Iran liberates South Korean ship he owns amid dispute over funds

DUBAI, United Arab Emirates (AP) – A South Korean oil tanker detained by Iran for months amid a multibillion-dollar dispute seized by Seoul, was released early Friday and sailed away, hours before further talks between Tehran and world powers shatter nuclear agreement.

The data from MarineTraffic.com showed that MT Hankuk left Chemi Bandar Abbas in the early morning hours. By Friday afternoon, it was on the east coast of the United Arab Emirates and passed safely through the Strait of Hormuz.

The South Korean Foreign Ministry said Iran had released the tanker and its captain after seizing the vessel in January. The ministry says the Hankuk Chemi left an Iranian port around 6am local time after completing an administrative process.

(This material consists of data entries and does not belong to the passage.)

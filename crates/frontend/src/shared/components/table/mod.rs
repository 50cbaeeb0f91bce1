//! Reusable data table: paginated grid with optional row selection and a
//! contextual toolbar area.
//!
//! The table owns pagination and the display side of selection; the hosting
//! page stays the source of truth for the record collection and mirrors the
//! selected id set through `on_select_row` / `selected_row_ids`. The table
//! performs no I/O and knows nothing about entities — rows arrive as
//! pre-shaped [`TableRow`] values keyed by column id.

pub mod checkbox;
pub mod pagination;
pub mod paging;

use std::collections::BTreeMap;

use leptos::prelude::*;

use checkbox::TableCheckbox;
use pagination::PaginationControls;

#[derive(Debug, Clone, Copy, PartialEq, Eq)]
pub enum Align {
    Left,
    Right,
    Center,
}

impl Align {
    fn css(self) -> &'static str {
        match self {
            Align::Left => "left",
            Align::Right => "right",
            Align::Center => "center",
        }
    }
}

/// Column descriptor: which row cell to render under which header.
#[derive(Debug, Clone, PartialEq)]
pub struct Column {
    pub id: &'static str,
    pub label: &'static str,
    pub min_width: Option<u32>,
    pub align: Align,
}

impl Column {
    pub fn new(id: &'static str, label: &'static str) -> Self {
        Self {
            id,
            label,
            min_width: None,
            align: Align::Left,
        }
    }

    pub fn min_width(mut self, px: u32) -> Self {
        self.min_width = Some(px);
        self
    }

    pub fn align(mut self, align: Align) -> Self {
        self.align = align;
        self
    }

    fn header_style(&self) -> String {
        match self.min_width {
            Some(px) => format!("min-width: {}px; text-align: {};", px, self.align.css()),
            None => format!("text-align: {};", self.align.css()),
        }
    }

    fn cell_style(&self) -> String {
        format!("text-align: {};", self.align.css())
    }
}

#[derive(Debug, Clone, Copy, PartialEq, Eq)]
pub enum BadgeTone {
    Success,
    Warning,
    Danger,
    Neutral,
}

impl BadgeTone {
    fn css(self) -> &'static str {
        match self {
            BadgeTone::Success => "success",
            BadgeTone::Warning => "warning",
            BadgeTone::Danger => "danger",
            BadgeTone::Neutral => "neutral",
        }
    }
}

/// A displayable cell value: a primitive or a pre-shaped visual element.
#[derive(Debug, Clone, PartialEq)]
pub enum CellValue {
    Text(String),
    Link {
        href: String,
        text: String,
        external: bool,
    },
    Badge {
        text: String,
        tone: BadgeTone,
    },
    Image {
        url: String,
        alt: String,
    },
    Empty,
}

/// One table row: a stable identifier plus cells keyed by column id.
/// Columns with no matching cell render as [`CellValue::Empty`].
#[derive(Debug, Clone, PartialEq)]
pub struct TableRow {
    id: String,
    cells: BTreeMap<&'static str, CellValue>,
}

impl TableRow {
    /// Rows must carry a stable identifier; there is no positional-index
    /// fallback, since index identity breaks across filtering.
    pub fn new(id: impl Into<String>) -> Self {
        let id = id.into();
        assert!(!id.is_empty(), "table rows require a stable identifier");
        Self {
            id,
            cells: BTreeMap::new(),
        }
    }

    pub fn cell(mut self, column: &'static str, value: CellValue) -> Self {
        self.cells.insert(column, value);
        self
    }

    pub fn text(self, column: &'static str, text: impl Into<String>) -> Self {
        let text = text.into();
        if text.trim().is_empty() {
            self.cell(column, CellValue::Empty)
        } else {
            self.cell(column, CellValue::Text(text))
        }
    }

    pub fn id(&self) -> &str {
        &self.id
    }

    pub fn get(&self, column: &str) -> Option<&CellValue> {
        self.cells.get(column)
    }
}

fn render_cell(value: &CellValue) -> AnyView {
    match value {
        CellValue::Text(text) => view! { <span>{text.clone()}</span> }.into_any(),
        CellValue::Link {
            href,
            text,
            external,
        } => {
            if *external {
                view! {
                    <a class="table__link" href=href.clone() target="_blank" rel="noopener noreferrer">
                        {text.clone()}
                    </a>
                }
                .into_any()
            } else {
                view! { <a class="table__link" href=href.clone()>{text.clone()}</a> }.into_any()
            }
        }
        CellValue::Badge { text, tone } => view! {
            <span class=format!("badge badge--{}", tone.css())>{text.clone()}</span>
        }
        .into_any(),
        CellValue::Image { url, alt } => view! {
            <img class="table__thumb" src=url.clone() alt=alt.clone()/>
        }
        .into_any(),
        CellValue::Empty => view! { <span class="table__cell-empty">"N/A"</span> }.into_any(),
    }
}

/// Paginated, optionally multi-select data grid.
///
/// Selection scope: the header checkbox selects exactly the rows visible on
/// the current page, not the whole filtered collection. Every selection
/// mutation emits the full id list through `on_select_row`; a host-supplied
/// `selected_row_ids` signal is adopted whenever it changes, which lets the
/// page clear selection after a delete.
#[component]
pub fn DataTable(
    columns: Vec<Column>,
    #[prop(into)] rows: Signal<Vec<TableRow>>,
    /// Rows-per-page choices; the first entry is the initial page size.
    #[prop(optional)]
    rows_per_page_options: Option<Vec<usize>>,
    #[prop(optional)] enable_checkbox: bool,
    #[prop(optional)] on_select_row: Option<Callback<Vec<String>>>,
    /// Browse-mode toolbar, shown while the selection is empty.
    #[prop(optional)]
    render_toolbar: Option<Callback<Vec<String>, AnyView>>,
    /// Selection-mode actions, shown while at least one row is selected.
    #[prop(optional)]
    render_actions: Option<Callback<Vec<String>, AnyView>>,
    #[prop(optional, into)] selected_row_ids: Option<Signal<Vec<String>>>,
) -> impl IntoView {
    let options = rows_per_page_options.unwrap_or_else(|| vec![5, 10, 25]);
    let default_per = options.first().copied().unwrap_or(10);

    let (page, set_page) = signal(0usize);
    let (rows_per_page, set_rows_per_page) = signal(default_per);
    let (selected, set_selected) = signal(Vec::<String>::new());
    let columns = StoredValue::new(columns);

    // Controlled-selection mode: adopt the host's id set whenever it changes.
    if let Some(external) = selected_row_ids {
        Effect::new(move |_| set_selected.set(external.get()));
    }

    let current_page = Memo::new(move |_| {
        paging::clamp_page(page.get(), rows.with(|r| r.len()), rows_per_page.get())
    });
    let total_pages =
        Memo::new(move |_| paging::page_count(rows.with(|r| r.len()), rows_per_page.get()));
    let visible = Memo::new(move |_| {
        rows.with(|r| paging::page_slice(r, current_page.get(), rows_per_page.get()))
    });

    let emit = move |ids: Vec<String>| {
        set_selected.set(ids.clone());
        if let Some(callback) = on_select_row {
            callback.run(ids);
        }
    };

    let header_checked = Memo::new(move |_| {
        visible.with(|rows| {
            !rows.is_empty()
                && selected.with(|s| rows.iter().all(|row| s.contains(&row.id().to_string())))
        })
    });

    view! {
        <div class="table">
            {enable_checkbox.then(|| view! {
                <div class="table__toolbar">
                    {move || {
                        let ids = selected.get();
                        let renderer = if ids.is_empty() { render_toolbar } else { render_actions };
                        match renderer {
                            Some(callback) => callback.run(ids),
                            None => view! { <></> }.into_any(),
                        }
                    }}
                </div>
            })}

            <table class="table__data table--striped">
                <thead class="table__head">
                    <tr>
                        {enable_checkbox.then(|| view! {
                            <th class="table__header-cell table__header-cell--checkbox">
                                <input
                                    type="checkbox"
                                    class="table__checkbox"
                                    prop:checked=move || header_checked.get()
                                    on:change=move |ev| {
                                        if event_target_checked(&ev) {
                                            emit(visible.get_untracked()
                                                .iter()
                                                .map(|row| row.id().to_string())
                                                .collect());
                                        } else {
                                            emit(Vec::new());
                                        }
                                    }
                                />
                            </th>
                        })}
                        {columns.with_value(|cols| cols.iter().map(|col| {
                            view! {
                                <th class="table__header-cell" style=col.header_style()>
                                    {col.label}
                                </th>
                            }
                        }).collect_view())}
                    </tr>
                </thead>
                <tbody>
                    {move || visible.get().into_iter().map(|row| {
                        let row_id = row.id().to_string();
                        let is_selected = Signal::derive({
                            let id = row_id.clone();
                            move || selected.with(|s| s.contains(&id))
                        });
                        let toggle = {
                            let id = row_id.clone();
                            move |_checked: bool| {
                                let mut ids = selected.get_untracked();
                                paging::toggle_id(&mut ids, &id);
                                emit(ids);
                            }
                        };
                        view! {
                            <tr
                                class="table__row"
                                class=("table__row--selected", move || is_selected.get())
                            >
                                {enable_checkbox.then(|| view! {
                                    <TableCheckbox
                                        checked=is_selected
                                        on_change=Callback::new(toggle.clone())
                                    />
                                })}
                                {columns.with_value(|cols| cols.iter().map(|col| {
                                    let value = row.get(col.id).cloned().unwrap_or(CellValue::Empty);
                                    view! {
                                        <td class="table__cell" style=col.cell_style()>
                                            {render_cell(&value)}
                                        </td>
                                    }
                                }).collect_view())}
                            </tr>
                        }
                    }).collect_view()}
                </tbody>
            </table>

            <PaginationControls
                current_page=current_page
                total_pages=total_pages
                total_count=Signal::derive(move || rows.with(|r| r.len()))
                rows_per_page=rows_per_page
                on_page_change=Callback::new(move |p| set_page.set(p))
                on_rows_per_page_change=Callback::new(move |per| {
                    set_rows_per_page.set(per);
                    set_page.set(0);
                })
                rows_per_page_options=options
            />
        </div>
    }
}

#[cfg(test)]
mod tests {
    use super::*;

    #[test]
    fn test_missing_cell_falls_back_to_empty() {
        let row = TableRow::new("r1").text("name", "Alpha");
        assert_eq!(row.get("name"), Some(&CellValue::Text("Alpha".to_string())));
        assert_eq!(row.get("country"), None);
    }

    #[test]
    fn test_blank_text_becomes_empty_cell() {
        let row = TableRow::new("r1").text("note", "   ");
        assert_eq!(row.get("note"), Some(&CellValue::Empty));
    }

    #[test]
    #[should_panic(expected = "stable identifier")]
    fn test_blank_row_id_is_rejected() {
        let _ = TableRow::new("");
    }

    #[test]
    fn test_column_builder() {
        let col = Column::new("email", "Email").min_width(120).align(Align::Right);
        assert_eq!(col.header_style(), "min-width: 120px; text-align: right;");
        assert_eq!(col.cell_style(), "text-align: right;");
    }
}
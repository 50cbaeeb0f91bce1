//! Image upload to the third-party media host.
//!
//! The host is an opaque collaborator: a multipart POST carrying the file,
//! the unsigned preset and a destination folder, answering with a secure URL
//! that entity records store verbatim. A failed upload blocks the record
//! save; it is never degraded into an empty URL.

use gloo_net::http::Request;
use thiserror::Error;
use web_sys::{File, FormData};

const CLOUD_NAME: &str = "lankify";
const UPLOAD_PRESET: &str = "unsigned_preset";

#[derive(Debug, Clone, PartialEq, Eq, Error)]
pub enum UploadError {
    #[error("upload request failed: {0}")]
    Transport(String),
    #[error("media host rejected the upload: HTTP {0}")]
    Rejected(u16),
    #[error("media host response carried no secure_url")]
    MissingUrl,
}

/// Upload a single image into `folder`, returning the hosted URL.
pub async fn upload_image(file: &File, folder: &str) -> Result<String, UploadError> {
    let form = FormData::new().map_err(|e| UploadError::Transport(format!("{e:?}")))?;
    form.append_with_blob("file", file)
        .map_err(|e| UploadError::Transport(format!("{e:?}")))?;
    form.append_with_str("upload_preset", UPLOAD_PRESET)
        .map_err(|e| UploadError::Transport(format!("{e:?}")))?;
    form.append_with_str("folder", folder)
        .map_err(|e| UploadError::Transport(format!("{e:?}")))?;

    let endpoint = format!("https://api.cloudinary.com/v1_1/{}/image/upload", CLOUD_NAME);
    let response = Request::post(&endpoint)
        .body(form)
        .map_err(|e| UploadError::Transport(e.to_string()))?
        .send()
        .await
        .map_err(|e| UploadError::Transport(e.to_string()))?;

    if !response.ok() {
        return Err(UploadError::Rejected(response.status()));
    }

    let body: serde_json::Value = response
        .json()
        .await
        .map_err(|e| UploadError::Transport(e.to_string()))?;
    body.get("secure_url")
        .and_then(|v| v.as_str())
        .filter(|url| !url.is_empty())
        .map(str::to_string)
        .ok_or(UploadError::MissingUrl)
}
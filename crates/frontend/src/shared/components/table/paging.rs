//! Pure pagination and selection arithmetic behind the data table.

pub fn page_count(total: usize, rows_per_page: usize) -> usize {
    if rows_per_page == 0 {
        return 0;
    }
    total.div_ceil(rows_per_page)
}

/// Clamp a requested page into range after the row set shrinks.
pub fn clamp_page(page: usize, total: usize, rows_per_page: usize) -> usize {
    page.min(page_count(total, rows_per_page).saturating_sub(1))
}

/// Rows visible on `page`: `rows[page*per .. page*per+per]`, clamped.
pub fn page_slice<T: Clone>(rows: &[T], page: usize, rows_per_page: usize) -> Vec<T> {
    let start = page.saturating_mul(rows_per_page).min(rows.len());
    let end = start.saturating_add(rows_per_page).min(rows.len());
    rows[start..end].to_vec()
}

/// Toggle one id's membership in the selection, preserving order of the rest.
pub fn toggle_id(selected: &mut Vec<String>, id: &str) {
    if let Some(pos) = selected.iter().position(|s| s == id) {
        selected.remove(pos);
    } else {
        selected.push(id.to_string());
    }
}

#[cfg(test)]
mod tests {
    use super::*;

    fn rows(n: usize) -> Vec<String> {
        (0..n).map(|i| format!("r{i}")).collect()
    }

    #[test]
    fn test_pages_union_reconstructs_rows() {
        let all = rows(23);
        for per in [1, 5, 10, 25] {
            let mut rebuilt = Vec::new();
            for page in 0..page_count(all.len(), per) {
                let slice = page_slice(&all, page, per);
                assert!(slice.len() <= per);
                rebuilt.extend(slice);
            }
            assert_eq!(rebuilt, all);
        }
    }

    #[test]
    fn test_page_beyond_end_is_empty() {
        let all = rows(7);
        assert!(page_slice(&all, 3, 5).is_empty());
    }

    #[test]
    fn test_clamp_page_after_shrink() {
        // 23 rows at 10/page put the user on page 2; deleting down to 7 rows
        // must land on the last remaining page, not an empty one.
        assert_eq!(clamp_page(2, 7, 10), 0);
        assert_eq!(clamp_page(2, 23, 10), 2);
        assert_eq!(clamp_page(0, 0, 10), 0);
    }

    #[test]
    fn test_select_all_scope_is_current_page_only() {
        let all = rows(12);
        let visible = page_slice(&all, 1, 5);
        assert_eq!(visible, vec!["r5", "r6", "r7", "r8", "r9"]);
        // "Select all" adopts exactly the visible ids; nothing from other
        // pages sneaks in.
        let selected: Vec<String> = visible.clone();
        assert!(selected.iter().all(|id| visible.contains(id)));
        assert_eq!(selected.len(), 5);
    }

    #[test]
    fn test_toggle_id_round_trip() {
        let mut selected = vec!["a".to_string(), "b".to_string()];
        toggle_id(&mut selected, "c");
        assert_eq!(selected, vec!["a", "b", "c"]);
        toggle_id(&mut selected, "a");
        assert_eq!(selected, vec!["b", "c"]);
    }
}
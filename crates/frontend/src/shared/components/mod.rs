pub mod action_buttons;
pub mod dialog;
pub mod table;
pub mod toast;
pub mod ui;
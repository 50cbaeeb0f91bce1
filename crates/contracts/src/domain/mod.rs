pub mod common;
pub mod contacts;
pub mod inventory;
pub mod staff;
pub mod users;
#[component]
pub fn InventoryItemsPage() -> impl IntoView {
    let toasts = use_context::<ToastService>().expect("ToastService not found in context");

    let (items, set_items) = signal(Vec::<InventoryItem>::new());
    let (category_names, set_category_names) = signal(Vec::<String>::new());
    let (loading, set_loading) = signal(true);
    let (search, set_search) = signal(String::new());
    let (category_filter, set_category_filter) = signal(Vec::<String>::new());
    let (status_filter, set_status_filter) = signal(Vec::<String>::new());
    let (selected, set_selected) = signal(Vec::<String>::new());
    let (table_epoch, set_table_epoch) = signal(0u32);

    let draft_state = RwSignal::new(DraftState::<RecordDraft<InventoryItemDraft>>::Idle);
    let pending_file = StoredValue::new_local(None::<web_sys::File>);
    let (preview_url, set_preview_url) = signal(None::<String>);
    let (viewing, set_viewing) = signal(None::<InventoryItem>);
    let (pending_delete, set_pending_delete) = signal(Vec::<String>::new());
    let (deleting, set_deleting) = signal(false);

    spawn_local(async move {
        match api::fetch_inventory_items().await {
            Ok(list) => set_items.set(list),
            Err(err) => toasts.error(err.user_message("Failed to load inventory items")),
        }
        set_loading.set(false);
    });
    spawn_local(async move {
        match item_categories::api::fetch_item_categories().await {
            Ok(list) => {
                set_category_names.set(list.into_iter().map(|c| c.category).collect());
            }
            Err(err) => toasts.error(err.user_message("Failed to load item categories")),
        }
    });

    let category_options = Memo::new(move |_| {
        let mut names = category_names.get();
        items.with(|list| {
            for item in list {
                let category = item.category.trim().to_string();
                if !category.is_empty() && !names.contains(&category) {
                    names.push(category);
                }
            }
        });
        names.sort();
        names
    });
    let status_options =
        Signal::derive(|| STATUSES.iter().map(|s| s.to_string()).collect::<Vec<_>>());

    let filtered = Memo::new(move |_| {
        let query = search.get();
        let categories = category_filter.get();
        let statuses = status_filter.get();
        items.with(|list| {
            list.iter()
                .filter(|i| {
                    collection::matches_search(
                        &query,
                        &[&i.name, &i.serial_number, &i.brand, &i.model, &i.assigned_to],
                    )
                })
                .filter(|i| collection::matches_filter(&i.category, &categories))
                .filter(|i| collection::matches_filter(&i.status, &statuses))
                .cloned()
                .collect::<Vec<_>>()
        })
    });
    let rows = Memo::new(move |_| filtered.with(|list| list.iter().map(to_row).collect::<Vec<_>>()));

    let clear_image = move || {
        if let Some(old) = preview_url.get_untracked() {
            let _ = web_sys::Url::revoke_object_url(&old);
        }
        set_preview_url.set(None);
        pending_file.set_value(None);
    };

    let open_create = move || {
        clear_image();
        draft_state.set(DraftState::open(RecordDraft::create()));
    };
    let open_edit = move |id: String| {
        let found = items.with_untracked(|list| collection::find_by_id(list, &id).cloned());
        if let Some(item) = found {
            clear_image();
            draft_state.set(DraftState::open(RecordDraft::edit(
                item.id.clone(),
                item.to_draft(),
            )));
        }
    };
    let open_view = move |id: String| {
        set_viewing.set(items.with_untracked(|list| collection::find_by_id(list, &id).cloned()));
    };

    let submit = move || {
        let Some(current) = draft_state.with_untracked(|s| s.draft().cloned()) else {
            return;
        };
        if !validation::all_present(&required_fields(&current.fields)) {
            toasts.warning("Please fill all required fields");
            return;
        }
        let mut payload = None;
        draft_state.update(|s| payload = s.begin_submit());
        let Some(payload) = payload else { return };
        let file = pending_file.get_value();
        spawn_local(async move {
            let mut fields = payload.fields;
            if let Some(file) = file {
                match upload::upload_image(&file, UPLOAD_FOLDER).await {
                    Ok(url) => fields.image_url = url,
                    Err(err) => {
                        draft_state.update(|s| s.fail(err.to_string()));
                        toasts.warning("Image upload failed. Please try again.");
                        return;
                    }
                }
            }
            match payload.target {
                None => match api::create_inventory_item(&fields).await {
                    Ok(created) => {
                        set_items.update(|list| list.push(created));
                        draft_state.update(|s| s.commit());
                        clear_image();
                        toasts.success("Inventory item created successfully");
                    }
                    Err(err) => {
                        toasts.error(err.user_message("Failed to create inventory item"));
                        draft_state.update(|s| s.fail(err.to_string()));
                    }
                },
                Some(id) => {
                    let existing =
                        items.with_untracked(|list| collection::find_by_id(list, &id).cloned());
                    let Some(existing) = existing else {
                        draft_state.update(|s| s.cancel());
                        return;
                    };
                    let updated = existing.apply_draft(fields, dates::now_iso());
                    match api::update_inventory_item(&updated).await {
                        Ok(()) => {
                            set_items.update(|list| collection::apply_update(list, updated));
                            draft_state.update(|s| s.commit());
                            clear_image();
                            toasts.success("Inventory item updated successfully");
                        }
                        Err(err) => {
                            toasts.error(err.user_message("Failed to update inventory item"));
                            draft_state.update(|s| s.fail(err.to_string()));
                        }
                    }
                }
            }
        });
    };

    let confirm_delete = move || {
        let ids = pending_delete.get_untracked();
        if ids.is_empty() || deleting.get_untracked() {
            return;
        }
        set_deleting.set(true);
        spawn_local(async move {
            let outcome = api::delete_inventory_items(&ids).await;
            let mut removed = false;
            set_items.update(|list| removed = collection::reconcile_delete(list, &ids, &outcome));
            set_deleting.set(false);
            if removed {
                set_pending_delete.set(Vec::new());
                set_selected.set(Vec::new());
                set_table_epoch.update(|epoch| *epoch += 1);
                if ids.len() == 1 {
                    toasts.success("Inventory item deleted successfully");
                } else {
                    toasts.success(format!("{} inventory items deleted successfully", ids.len()));
                }
            } else if let Err(err) = outcome {
                toasts.error(err.user_message("Failed to delete inventory items"));
            }
        });
    };

    let render_toolbar = Callback::new(move |_ids: Vec<String>| {
        view! {
            <div class="table__browse">
                <Input
                    value=search
                    placeholder="Search items..."
                    on_input=Callback::new(move |value| set_search.set(value))
                />
                <MultiSelect
                    label="Filter by Category"
                    value=category_filter
                    options=category_options
                    on_change=Callback::new(move |values| set_category_filter.set(values))
                />
                <MultiSelect
                    label="Filter by Status"
                    value=status_filter
                    options=status_options
                    on_change=Callback::new(move |values| set_status_filter.set(values))
                />
                <Button leading_icon="plus" on_click=Callback::new(move |_| open_create())>
                    "New Item"
                </Button>
            </div>
        }
        .into_any()
    });

    let render_actions = Callback::new(move |ids: Vec<String>| {
        let count = ids.len();
        let single = ids.first().cloned();
        let delete_ids = ids.clone();
        let actions = match selection_mode(count) {
            SelectionMode::Single => {
                let view_id = single.clone().unwrap_or_default();
                let edit_id = single.unwrap_or_default();
                view! {
                    <ActionButtons
                        on_view=Callback::new(move |_| open_view(view_id.clone()))
                        on_edit=Callback::new(move |_| open_edit(edit_id.clone()))
                        on_delete=Callback::new(move |_| set_pending_delete.set(delete_ids.clone()))
                    />
                }
                .into_any()
            }
            SelectionMode::Bulk => view! {
                <ActionButtons
                    on_delete=Callback::new(move |_| set_pending_delete.set(delete_ids.clone()))
                />
            }
            .into_any(),
            SelectionMode::Browse => ().into_any(),
        };
        view! {
            <div class="table__selection">
                <span class="table__selection-count">{format!("{} selected", count)}</span>
                {actions}
            </div>
        }
        .into_any()
    });

    let draft_open = Signal::derive(move || draft_state.with(|s| s.is_open()));
    let submitting = Signal::derive(move || draft_state.with(|s| s.is_submitting()));
    let draft_title = Signal::derive(move || {
        let editing = draft_state.with(|s| s.draft().map(|d| d.is_edit()).unwrap_or(false));
        if editing {
            "Edit Inventory Item".to_string()
        } else {
            "New Inventory Item".to_string()
        }
    });
    let close_draft = Callback::new(move |_| {
        draft_state.update(|s| s.cancel());
        clear_image();
    });
    let draft_fields = Signal::derive(move || {
        draft_state.with(|s| s.draft().map(|d| d.fields.clone()).unwrap_or_default())
    });
    let on_fields_change = Callback::new(move |fields: InventoryItemDraft| {
        draft_state.update(|s| {
            if let Some(current) = s.draft().cloned() {
                s.update(RecordDraft {
                    target: current.target,
                    fields,
                });
            }
        });
    });
    let on_file = Callback::new(move |file: Option<web_sys::File>| {
        if let Some(old) = preview_url.get_untracked() {
            let _ = web_sys::Url::revoke_object_url(&old);
        }
        let preview = file
            .as_ref()
            .and_then(|f| web_sys::Url::create_object_url_with_blob(f).ok());
        set_preview_url.set(preview);
        pending_file.set_value(file);
    });
    let form_categories = Signal::derive(move || {
        category_options
            .get()
            .into_iter()
            .map(|name| (name.clone(), name))
            .collect::<Vec<_>>()
    });

    view! {
        <section class="page">
            <header class="page__header">
                <h1 class="page__title">"Inventory Items"</h1>
            </header>

            <Show
                when=move || !loading.get()
                fallback=|| view! { <div class="page__loading">"Loading..."</div> }
            >
                {move || {
                    table_epoch.get();
                    view! {
                        <DataTable
                            columns=columns()
                            rows=rows
                            rows_per_page_options=vec![5, 10, 25]
                            enable_checkbox=true
                            on_select_row=Callback::new(move |ids| set_selected.set(ids))
                            render_toolbar=render_toolbar
                            render_actions=render_actions
                            selected_row_ids=Signal::from(selected)
                        />
                    }
                }}
            </Show>

            <ConfirmDialog
                open=draft_open
                title=draft_title
                on_close=close_draft
                actions=vec![
                    DialogAction::new("Save", Callback::new(move |_| submit()))
                        .color(ActionColor::Success)
                        .disabled(submitting),
                ]
            >
                <InventoryItemForm
                    draft=draft_fields
                    on_change=on_fields_change
                    categories=form_categories
                    preview=preview_url
                    on_file=on_file
                />
            </ConfirmDialog>

            <ConfirmDialog
                open=Signal::derive(move || viewing.with(|v| v.is_some()))
                title="Inventory Item Details"
                on_close=Callback::new(move |_| set_viewing.set(None))
                cancel_label="Close"
            >
                <InventoryItemDetails item=viewing />
            </ConfirmDialog>

            <ConfirmDialog
                open=Signal::derive(move || pending_delete.with(|ids| !ids.is_empty()))
                title="Confirm Delete"
                on_close=Callback::new(move |_| set_pending_delete.set(Vec::new()))
                actions=vec![
                    DialogAction::new("Delete", Callback::new(move |_| confirm_delete()))
                        .color(ActionColor::Danger)
                        .disabled(Signal::from(deleting)),
                ]
            >
                <p class="modal__text">
                    {move || {
                        let count = pending_delete.with(|ids| ids.len());
                        if count == 1 {
                            "Are you sure you want to delete this inventory item?".to_string()
                        } else {
                            format!("Are you sure you want to delete these {} inventory items?", count)
                        }
                    }}
                </p>
            </ConfirmDialog>
        </section>
    }
}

Iranian Foreign Ministry spokesman Saeed Khatibzadeh later confirmed that Iran had released the vessel.

“At the request of the owner and the Korean government, the order to release the ship was issued by the prosecutor,” Khatibzadeh was quoted as saying by the state-run IRNA news agency.

The ship’s owner, DM Shipping Co. Ltd., from Busan, South Korea, could not be immediately reached for comment.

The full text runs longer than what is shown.